(What is expected) Go through the records below and return each line that has "decisions" in it.

Items listed in a dataset
::::::

//! Demultiplexer for the runtime's multiplexed log wire format.
//!
//! When a container runs without a TTY, the runtime interleaves stdout and
//! stderr on one connection. Each frame starts with an 8-byte header: byte 0
//! is the stream (1 = stdout, 2 = stderr), bytes 4–7 are the payload length,
//! big-endian. bollard demultiplexes for us on the normal path; this decoder
//! exists for raw attach streams and for consumers fed pre-recorded bytes.

use bytes::{Buf, Bytes, BytesMut};

use crate::client::{LogChunk, StdStream};
use crate::error::{Result, RuntimeError};

const HEADER_LEN: usize = 8;

/// Incremental frame decoder. Feed it bytes as they arrive; complete frames
/// come out, partial ones wait for more input.
#[derive(Debug, Default)]
pub struct FrameDecoder {
    buffer: BytesMut,
}

impl FrameDecoder {
    pub fn new() -> Self {
        Self::default()
    }

    pub fn extend(&mut self, data: &[u8]) {
        self.buffer.extend_from_slice(data);
    }

    /// The next complete frame, if one is buffered.
    pub fn next_frame(&mut self) -> Result<Option<LogChunk>> {
        if self.buffer.len() < HEADER_LEN {
            return Ok(None);
        }
        let stream = match self.buffer[0] {
            0 | 1 => StdStream::Stdout,
            2 => StdStream::Stderr,
            other => {
                return Err(RuntimeError::Api {
                    status: 500,
                    message: format!("unknown log stream marker {other}"),
                });
            }
        };
        let len = u32::from_be_bytes([
            self.buffer[4],
            self.buffer[5],
            self.buffer[6],
            self.buffer[7],
        ]) as usize;
        if self.buffer.len() < HEADER_LEN + len {
            return Ok(None);
        }
        self.buffer.advance(HEADER_LEN);
        let message: Bytes = self.buffer.split_to(len).freeze();
        Ok(Some(LogChunk { stream, message }))
    }

    /// Bytes held back waiting for the rest of a frame.
    pub fn pending(&self) -> usize {
        self.buffer.len()
    }
}

/// Decode a complete buffer into frames. Trailing partial frames are an
/// error; use [`FrameDecoder`] for streaming input.
pub fn demux(data: &[u8]) -> Result<Vec<LogChunk>> {
    let mut decoder = FrameDecoder::new();
    decoder.extend(data);
    let mut frames = Vec::new();
    while let Some(frame) = decoder.next_frame()? {
        frames.push(frame);
    }
    if decoder.pending() > 0 {
        return Err(RuntimeError::Api {
            status: 500,
            message: format!("{} trailing bytes in log stream", decoder.pending()),
        });
    }
    Ok(frames)
}

#[cfg(test)]
mod tests {
    use super::*;

    fn frame(stream: u8, payload: &[u8]) -> Vec<u8> {
        let mut out = vec![stream, 0, 0, 0];
        out.extend_from_slice(&(payload.len() as u32).to_be_bytes());
        out.extend_from_slice(payload);
        out
    }

    #[test]
    fn demuxes_interleaved_streams() {
        let mut data = frame(1, b"out line\n");
        data.extend(frame(2, b"err line\n"));
        data.extend(frame(1, b"more out\n"));

        let frames = demux(&data).unwrap();
        assert_eq!(frames.len(), 3);
        assert_eq!(frames[0].stream, StdStream::Stdout);
        assert_eq!(&frames[0].message[..], b"out line\n");
        assert_eq!(frames[1].stream, StdStream::Stderr);
        assert_eq!(frames[2].stream, StdStream::Stdout);
    }

    #[test]
    fn incremental_feeding_reassembles_split_frames() {
        let data = frame(2, b"split across reads");
        let mut decoder = FrameDecoder::new();

        decoder.extend(&data[..5]);
        assert!(decoder.next_frame().unwrap().is_none());

        decoder.extend(&data[5..11]);
        assert!(decoder.next_frame().unwrap().is_none());

        decoder.extend(&data[11..]);
        let chunk = decoder.next_frame().unwrap().unwrap();
        assert_eq!(chunk.stream, StdStream::Stderr);
        assert_eq!(&chunk.message[..], b"split across reads");
        assert_eq!(decoder.pending(), 0);
    }

    #[test]
    fn rejects_unknown_stream_marker() {
        let data = frame(7, b"bogus");
        assert!(demux(&data).is_err());
    }

    #[test]
    fn trailing_garbage_is_an_error() {
        let mut data = frame(1, b"ok");
        data.extend_from_slice(&[1, 2, 3]);
        assert!(demux(&data).is_err());
    }

    #[test]
    fn empty_payload_frame() {
        let frames = demux(&frame(1, b"")).unwrap();
        assert_eq!(frames.len(), 1);
        assert!(frames[0].message.is_empty());
    }
}
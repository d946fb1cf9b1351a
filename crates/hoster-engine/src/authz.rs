//! Authorization predicates.
//!
//! Pure functions over the caller context and a resource. Deny decisions for
//! *viewing* surface as not-found so existence never leaks; deny decisions
//! for *managing* a visible resource surface as forbidden.

use hoster_core::auth::AuthContext;
use hoster_store::model::{CloudCredential, CloudProvision, Deployment, Node, SshKey, Template};

pub fn can_view_template(auth: &AuthContext, template: &Template) -> bool {
    template.published || can_manage_template(auth, template)
}

pub fn can_manage_template(auth: &AuthContext, template: &Template) -> bool {
    auth.authenticated && auth.user_id == template.creator_id
}

pub fn can_view_deployment(auth: &AuthContext, deployment: &Deployment) -> bool {
    can_manage_deployment(auth, deployment)
}

pub fn can_manage_deployment(auth: &AuthContext, deployment: &Deployment) -> bool {
    auth.authenticated && auth.user_id == deployment.customer_id
}

pub fn can_manage_node(auth: &AuthContext, node: &Node) -> bool {
    auth.authenticated && auth.user_id == node.creator_id
}

pub fn can_manage_ssh_key(auth: &AuthContext, key: &SshKey) -> bool {
    auth.authenticated && auth.user_id == key.creator_id
}

pub fn can_manage_credential(auth: &AuthContext, credential: &CloudCredential) -> bool {
    auth.authenticated && auth.user_id == credential.creator_id
}

pub fn can_manage_provision(auth: &AuthContext, provision: &CloudProvision) -> bool {
    auth.authenticated && auth.user_id == provision.creator_id
}

#[cfg(test)]
mod tests {
    use super::*;
    use chrono::Utc;
    use hoster_core::auth::PlanLimits;
    use hoster_core::resources::ResourceSpec;

    fn auth(user_id: i64) -> AuthContext {
        AuthContext {
            authenticated: true,
            user_id,
            reference_id: format!("auth|{user_id}"),
            plan_id: "free".to_string(),
            plan_limits: PlanLimits::default(),
        }
    }

    fn template(creator_id: i64, published: bool) -> Template {
        Template {
            id: 1,
            reference_id: "tmpl_abcd1234".to_string(),
            creator_id,
            slug: "web".to_string(),
            name: "Web".to_string(),
            version: "1.0.0".to_string(),
            compose_spec: String::new(),
            variables: vec![],
            config_files: vec![],
            required_capabilities: Default::default(),
            resources: ResourceSpec::default(),
            published,
            category: None,
            tags: vec![],
            price_cents: 0,
            created_at: Utc::now(),
            updated_at: Utc::now(),
        }
    }

    #[test]
    fn unpublished_template_visible_only_to_creator() {
        let tmpl = template(1, false);
        assert!(can_view_template(&auth(1), &tmpl));
        assert!(!can_view_template(&auth(2), &tmpl));
        assert!(!can_view_template(&AuthContext::anonymous(), &tmpl));
    }

    #[test]
    fn published_template_visible_to_everyone_manageable_by_creator() {
        let tmpl = template(1, true);
        assert!(can_view_template(&auth(2), &tmpl));
        assert!(can_view_template(&AuthContext::anonymous(), &tmpl));
        assert!(can_manage_template(&auth(1), &tmpl));
        assert!(!can_manage_template(&auth(2), &tmpl));
    }

    #[test]
    fn unauthenticated_never_manages() {
        let mut anon = auth(1);
        anon.authenticated = false;
        assert!(!can_manage_template(&anon, &template(1, true)));
    }
}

::::::

(Response)
//! Pure functions over the caller context and a resource. Deny decisions for
//! *viewing* surface as not-found so existence never leaks; deny decisions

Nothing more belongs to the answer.